The Mets will kick themselves for all the things that went wrong Saturday night in their 5-3 loss to the Royals in Game 4 of the World Series. But you know what? No single play or move was decisive. Sooner or later with the Royals, it’s always checkmate.
The Royals lead the Series, three games to one, yet they’ve trailed in the eighth inning in two of their three wins. Saturday night marked the sixth time they’ve won this postseason after falling behind by multiple runs, a major-league record.
“That sums up our team,” starting pitcher Chris Young said, talking about this victory, talking about every Royals victory. “It’s not about one player, the starting pitcher, the bullpen, the defense or the offense. It’s about the whole group.”

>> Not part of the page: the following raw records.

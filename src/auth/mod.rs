//! Bearer token authorization.
//!
//! The [`Authorizer`] turns an `Authorization` header value into an
//! [`AuthGrant`] or a uniform [`Unauthorized`] rejection.  Two credential
//! styles are understood:
//!
//! - development tokens of the form `cloudkeep-<user>`, honoured first in
//!   development mode and as the only option when no verifier is configured;
//! - JWT access tokens checked by a managed [`TokenVerifier`]
//!   (see [`jwt::JwtVerifier`]).
//!
//! Callers never learn *why* a credential was rejected; the reason is only
//! logged.

pub mod jwt;

use std::future::Future;
use std::pin::Pin;
use std::sync::Arc;

use serde::Serialize;
use thiserror::Error;
use tracing::{debug, warn};

use crate::config::{AuthConfig, AuthMode};

const BEARER_PREFIX: &str = "Bearer ";

/// IAM-style policy language version stamped on every grant.
pub const POLICY_VERSION: &str = "2012-10-17";

/// The single action a grant allows.
pub const INVOKE_ACTION: &str = "execute-api:Invoke";

/// Uniform rejection signal.
#[derive(Debug, Clone, Copy, PartialEq, Eq, Error)]
#[error("Unauthorized")]
pub struct Unauthorized;

/// The resolved user identity attached to a request.
#[derive(Debug, Clone, PartialEq, Eq)]
pub struct Principal {
    pub user_id: String,
}

impl Principal {
    pub fn new(user_id: impl Into<String>) -> Self {
        Self {
            user_id: user_id.into(),
        }
    }
}

/// Identity claims extracted by a [`TokenVerifier`].
#[derive(Debug, Clone, Default)]
pub struct VerifiedClaims {
    pub sub: Option<String>,
    pub username: Option<String>,
}

impl VerifiedClaims {
    /// `sub`, falling back to `username`.
    fn identity(self) -> Option<String> {
        self.sub
            .filter(|s| !s.is_empty())
            .or(self.username.filter(|u| !u.is_empty()))
    }
}

/// Managed token verification (signature + claims).
pub trait TokenVerifier: Send + Sync + 'static {
    fn verify(
        &self,
        token: &str,
    ) -> Pin<Box<dyn Future<Output = anyhow::Result<VerifiedClaims>> + Send + '_>>;
}

// ── Grant ──────────────────────────────────────────────────────────

/// Successful authorization: principal, allow policy and context.
#[derive(Debug, Clone, PartialEq, Serialize)]
#[serde(rename_all = "camelCase")]
pub struct AuthGrant {
    pub principal_id: String,
    pub policy_document: PolicyDocument,
    pub context: GrantContext,
}

#[derive(Debug, Clone, PartialEq, Serialize)]
pub struct PolicyDocument {
    #[serde(rename = "Version")]
    pub version: String,
    #[serde(rename = "Statement")]
    pub statement: Vec<PolicyStatement>,
}

#[derive(Debug, Clone, PartialEq, Serialize)]
pub struct PolicyStatement {
    #[serde(rename = "Action")]
    pub action: String,
    #[serde(rename = "Effect")]
    pub effect: String,
    #[serde(rename = "Resource")]
    pub resource: String,
}

#[derive(Debug, Clone, PartialEq, Serialize)]
#[serde(rename_all = "camelCase")]
pub struct GrantContext {
    pub user_id: String,
    /// RFC 3339 issue time.
    pub timestamp: String,
}

impl AuthGrant {
    /// Allow `principal_id` to invoke exactly `resource`.
    pub fn allow(principal_id: String, resource: &str) -> Self {
        Self {
            policy_document: PolicyDocument {
                version: POLICY_VERSION.to_string(),
                statement: vec![PolicyStatement {
                    action: INVOKE_ACTION.to_string(),
                    effect: "Allow".to_string(),
                    resource: resource.to_string(),
                }],
            },
            context: GrantContext {
                user_id: principal_id.clone(),
                timestamp: chrono::Utc::now().to_rfc3339(),
            },
            principal_id,
        }
    }

    pub fn principal(&self) -> Principal {
        Principal::new(self.principal_id.clone())
    }
}

// ── Authorizer ─────────────────────────────────────────────────────

pub struct Authorizer {
    mode: AuthMode,
    token_prefix: String,
    default_identity: String,
    verifier: Option<Arc<dyn TokenVerifier>>,
}

impl Authorizer {
    pub fn new(config: &AuthConfig, verifier: Option<Arc<dyn TokenVerifier>>) -> Self {
        Self {
            mode: config.mode,
            token_prefix: config.token_prefix.clone(),
            default_identity: config.default_identity.clone(),
            verifier,
        }
    }

    /// Resolve `credential` (the raw `Authorization` header value) into a
    /// grant scoped to `resource`.
    pub async fn authorize(
        &self,
        credential: Option<&str>,
        resource: &str,
    ) -> Result<AuthGrant, Unauthorized> {
        let credential = match credential {
            Some(c) if !c.is_empty() => c,
            _ => {
                debug!("No authorization credential for {}", resource);
                return Err(Unauthorized);
            }
        };
        let token = credential.strip_prefix(BEARER_PREFIX).unwrap_or(credential);

        if self.mode == AuthMode::Development {
            if let Some(user_id) = self.prefixed_identity(token) {
                return Ok(AuthGrant::allow(user_id, resource));
            }
        }

        match &self.verifier {
            Some(verifier) => match verifier.verify(token).await {
                Ok(claims) => match claims.identity() {
                    Some(user_id) => Ok(AuthGrant::allow(user_id, resource)),
                    None => {
                        warn!("Verified token carries neither sub nor username");
                        Err(Unauthorized)
                    }
                },
                Err(e) => {
                    warn!("Token verification failed: {e:#}");
                    Err(Unauthorized)
                }
            },
            None => match self.prefixed_identity(token) {
                Some(user_id) => Ok(AuthGrant::allow(user_id, resource)),
                None => {
                    debug!("Rejected token without the development prefix");
                    Err(Unauthorized)
                }
            },
        }
    }

    /// `cloudkeep-alice` -> `alice`; `cloudkeep-` -> the default identity.
    fn prefixed_identity(&self, token: &str) -> Option<String> {
        let suffix = token.strip_prefix(self.token_prefix.as_str())?;
        if suffix.is_empty() {
            Some(self.default_identity.clone())
        } else {
            Some(suffix.to_string())
        }
    }
}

What a group it is, a group that is poised to finish the job it nearly completed in last year’s World Series, a group that will exploit an opponent’s every mistake while making very few of its own. The Royals bailed out right fielder Alex “How many outs?” Rios on Saturday night. They bail out manager Ned Yost on many nights. They drive opponents to distraction and misery, with the Mets merely serving as their latest foil.
Oh, the Mets will rue this one, rue that Terry Collins managed for Game 5 when he should have shown greater urgency to win Game 4. Collins started the sixth with Matz in an effort to preserve his bullpen, then started the eighth with Tyler Clippard in an effort to preserve Familia — a thought process the manager should have employed the night before, when he used Familia with a 9-3 lead.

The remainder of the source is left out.